The main disputed fact—where the police dog was when Lt. Bayne
fired—does not preclude summary judgment. Even if the dog had been released
and was attempting to subdue Prostrollo at the time Lt. Bayne fired, that would not
render his use of force unreasonable. Officers do not need to avail themselves of
the least intrusive means of responding to a threat; the Fourth Amendment requires
**
The Honorable Michael J. Melloy, United States Circuit Judge for the
U.S. Court of Appeals for the Eighth Circuit, sitting by designation.
Page 3 of 3
only that their conduct be reasonable. See Billington v. Smith, 292 F.3d 1177,
1188–89 (9th Cir. 2002). Here, Prostrollo was armed with a potentially deadly
weapon and had refused the officers’ commands to halt his approach. Lt. Bayne
was not required to wait until Prostrollo was within striking distance of the officers
given the threat he posed at the time Lt. Bayne fired.
Because Lt. Bayne’s use of force was objectively reasonable under the
circumstances, plaintiff’s claims under the Fourth and Fourteenth Amendments
fail. See Wilkinson v. Torres, 610 F.3d 546, 553–54 (9th Cir. 2010). In the
absence of a constitutional violation, plaintiff’s claim under Monell v.

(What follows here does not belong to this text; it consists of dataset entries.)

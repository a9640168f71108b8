use serde::Serialize;
use sqlcoach_core::{Difficulty, ErrorCode, ResultSet, TableSchema};

/// Result of checking a learner's answer.
#[derive(Debug, Clone, PartialEq, Serialize)]
#[serde(tag = "status", rename_all = "snake_case")]
pub enum AnswerCheck {
    /// The guard refused the SQL; nothing was executed.
    Rejected {
        error_code: ErrorCode,
        error_message: String,
        hint: String,
    },
    /// The SQL passed the guard but the database refused or timed out.
    ExecutionFailed {
        error_code: &'static str,
        error_message: String,
        hint: String,
    },
    Graded(Grade),
}

impl AnswerCheck {
    pub fn is_correct(&self) -> bool {
        matches!(self, AnswerCheck::Graded(grade) if grade.is_correct)
    }
}

#[derive(Debug, Clone, PartialEq, Serialize)]
pub struct Grade {
    pub is_correct: bool,
    pub message: String,
    pub score: u32,
    /// Only present for incorrect answers.
    #[serde(skip_serializing_if = "Option::is_none")]
    pub user_result: Option<ResultSet>,
    #[serde(skip_serializing_if = "Option::is_none")]
    pub expected_result: Option<ResultSet>,
    #[serde(skip_serializing_if = "Option::is_none")]
    pub hint: Option<String>,
    #[serde(skip_serializing_if = "Vec::is_empty")]
    pub improvement_suggestions: Vec<String>,
}

#[derive(Debug, Clone, PartialEq, Serialize)]
pub struct GeneratedProblem {
    pub problem_id: i64,
    pub result: ResultSet,
    pub row_count: usize,
    pub column_names: Vec<String>,
    pub difficulty: Difficulty,
    pub theme: String,
}

#[derive(Debug, Clone, PartialEq, Eq, Serialize)]
pub struct CreatedTables {
    pub theme: String,
    pub description: String,
    pub table_count: usize,
    pub statements_executed: usize,
    pub dropped_tables: usize,
}

#[derive(Debug, Clone, PartialEq, Serialize)]
pub struct TableOverview {
    pub schemas: Vec<TableSchema>,
    pub theme: String,
    pub table_count: usize,
    pub table_names: Vec<String>,
}
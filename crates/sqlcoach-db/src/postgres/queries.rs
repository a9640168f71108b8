use chrono::{DateTime, Utc};
use sqlx::PgPool;
use sqlx::types::Json;

use sqlcoach_core::{NewProblem, ResultSet, TableSchema};

use crate::error::{DbError, DbResult, from_system_statement};

pub const CREATE_SYSTEM_SCHEMA: &str = "CREATE SCHEMA IF NOT EXISTS app_system";

pub const CREATE_PROBLEMS_TABLE: &str = r#"
CREATE TABLE IF NOT EXISTS app_system.problems (
    id BIGSERIAL PRIMARY KEY,
    theme VARCHAR(255) NOT NULL,
    difficulty VARCHAR(20) NOT NULL,
    correct_sql TEXT NOT NULL,
    expected_result JSONB NOT NULL,
    hint TEXT,
    created_at TIMESTAMP WITH TIME ZONE NOT NULL DEFAULT NOW(),
    table_schemas JSONB NOT NULL
)
"#;

fn schema_error(err: sqlx::Error) -> DbError {
    DbError::Schema(err.to_string())
}

pub async fn list_user_tables(pool: &PgPool) -> DbResult<Vec<String>> {
    sqlx::query_scalar::<_, String>(
        r#"
        select table_name::text
        from information_schema.tables
        where table_schema = 'public'
          and table_type = 'BASE TABLE'
        order by table_name
        "#,
    )
    .fetch_all(pool)
    .await
    .map_err(schema_error)
}

pub struct RawColumn {
    pub name: String,
    pub data_type: String,
    pub is_nullable: bool,
}

pub async fn list_columns(pool: &PgPool, table: &str) -> DbResult<Vec<RawColumn>> {
    let rows = sqlx::query_as::<_, (String, String, bool)>(
        r#"
        select
          column_name::text,
          data_type::text,
          (is_nullable = 'YES') as is_nullable
        from information_schema.columns
        where table_schema = 'public'
          and table_name::text = $1
        order by ordinal_position
        "#,
    )
    .bind(table)
    .fetch_all(pool)
    .await
    .map_err(schema_error)?;

    Ok(rows
        .into_iter()
        .map(|(name, data_type, is_nullable)| RawColumn {
            name,
            data_type,
            is_nullable,
        })
        .collect())
}

pub async fn list_primary_key_columns(pool: &PgPool, table: &str) -> DbResult<Vec<String>> {
    sqlx::query_scalar::<_, String>(
        r#"
        select kcu.column_name::text
        from information_schema.key_column_usage kcu
        join information_schema.table_constraints tc
          on kcu.constraint_name = tc.constraint_name
         and kcu.table_schema = tc.table_schema
        where tc.table_schema = 'public'
          and tc.table_name::text = $1
          and tc.constraint_type = 'PRIMARY KEY'
        order by kcu.ordinal_position
        "#,
    )
    .bind(table)
    .fetch_all(pool)
    .await
    .map_err(schema_error)
}

pub struct RawForeignKey {
    pub column: String,
    pub referenced_table: String,
    pub referenced_column: String,
}

pub async fn list_foreign_keys(pool: &PgPool, table: &str) -> DbResult<Vec<RawForeignKey>> {
    let rows = sqlx::query_as::<_, (String, String, String)>(
        r#"
        select
          kcu.column_name::text,
          ccu.table_name::text as foreign_table_name,
          ccu.column_name::text as foreign_column_name
        from information_schema.key_column_usage kcu
        join information_schema.constraint_column_usage ccu
          on kcu.constraint_name = ccu.constraint_name
         and kcu.table_schema = ccu.constraint_schema
        join information_schema.table_constraints tc
          on kcu.constraint_name = tc.constraint_name
         and kcu.table_schema = tc.table_schema
        where tc.table_schema = 'public'
          and tc.table_name::text = $1
          and tc.constraint_type = 'FOREIGN KEY'
        "#,
    )
    .bind(table)
    .fetch_all(pool)
    .await
    .map_err(schema_error)?;

    Ok(rows
        .into_iter()
        .map(|(column, referenced_table, referenced_column)| RawForeignKey {
            column,
            referenced_table,
            referenced_column,
        })
        .collect())
}

pub async fn insert_problem(pool: &PgPool, problem: &NewProblem) -> DbResult<i64> {
    sqlx::query_scalar::<_, i64>(
        r#"
        insert into app_system.problems
          (theme, difficulty, correct_sql, expected_result, table_schemas, hint)
        values ($1, $2, $3, $4, $5, $6)
        returning id
        "#,
    )
    .bind(&problem.theme)
    .bind(problem.difficulty.as_str())
    .bind(&problem.correct_sql)
    .bind(Json(&problem.expected_result))
    .bind(Json(&problem.table_schemas))
    .bind(problem.hint.as_deref())
    .fetch_one(pool)
    .await
    .map_err(from_system_statement)
}

pub struct RawProblem {
    pub id: i64,
    pub theme: String,
    pub difficulty: String,
    pub correct_sql: String,
    pub expected_result: ResultSet,
    pub table_schemas: Vec<TableSchema>,
    pub hint: Option<String>,
    pub created_at: DateTime<Utc>,
}

type ProblemRow = (
    i64,
    String,
    String,
    String,
    Json<ResultSet>,
    Json<Vec<TableSchema>>,
    Option<String>,
    DateTime<Utc>,
);

pub async fn fetch_problem(pool: &PgPool, id: i64) -> DbResult<Option<RawProblem>> {
    let row = sqlx::query_as::<_, ProblemRow>(
        r#"
        select id, theme, difficulty, correct_sql, expected_result,
               table_schemas, hint, created_at
        from app_system.problems
        where id = $1
        "#,
    )
    .bind(id)
    .fetch_optional(pool)
    .await
    .map_err(from_system_statement)?;

    Ok(row.map(
        |(id, theme, difficulty, correct_sql, expected, schemas, hint, created_at)| RawProblem {
            id,
            theme,
            difficulty,
            correct_sql,
            expected_result: expected.0,
            table_schemas: schemas.0,
            hint,
            created_at,
        },
    ))
}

Department
of Social Services of N.Y., 436 U.S. 658 (1978), was properly dismissed. See City
of Los Angeles v. Heller, 475 U.S. 796, 799 (1986) (per curiam). And plaintiff’s
state law claims were also properly dismissed because Arizona’s justification
statutes permit the use of deadly force when an officer reasonably believes the
suspect is likely to endanger human life. See Ariz. Rev. Stat. §§ 13-410, 13-413;
Marquez v. City of Phoenix, 693 F.3d 1167, 1176 (9th Cir. 2012).
AFFIRMED.
FILED
Prostrollo v. City of Scottsdale, No. 14-16921
JAN 24 2017
WATFORD, Circuit Judge, dissenting: MOLLY C. DWYER, CLERK
U.S. COURT OF APPEALS
In my view, this is not a case that can be resolved at the summary judgment
stage. A reasonable jury could conclude that the events leading up to the fatal
shooting of Jason Prostrollo unfolded as follows: Prostrollo had consumed a large
amount of alcohol on the night in question and was staggering toward the officers
in slow motion. The officers could see that he held only a short stick in each
hand—what turned out to be the two halves of a pool cue. When he was still more
than 20 feet from the officers—a distance at which the two sticks could not have
posed a threat of any significance—one of the officers released the police dog to
subdue Prostrollo. The dog had bitten Prostrollo in the chest area and was in the
process of subduing him when Lt. Bayne fired two shots in rapid succession. The
first shot struck the dog in the back of the neck; the second shot struck Prostrollo in
the chest and killed him.
On these facts, a reasonable jury could conclude that Lt. Bayne’s use of
deadly force was unjustified. The jury could find that, at the time Lt. Bayne fired,
the police dog had halted Prostrollo’s advance and neutralized whatever potential
threat he might have posed. Prostrollo was still 17 feet from the officers when he
died, armed only with two halves of a pool cue. A jury could reasonably conclude
that at that distance, with a trained police dog attacking him, Prostrollo did not
Page 2 of 2
pose an immediate threat of death or serious physical injury to the officers or
anyone else. In the absence of such a threat, the Fourth Amendment prohibits the
use of deadly force. See Tennessee v. Garner, 471 U.S. 1, 3 (1985).
I would reverse and allow the jury to decide whether Prostrollo’s father is
entitled to prevail on the Fourth Amendment excessive force claim.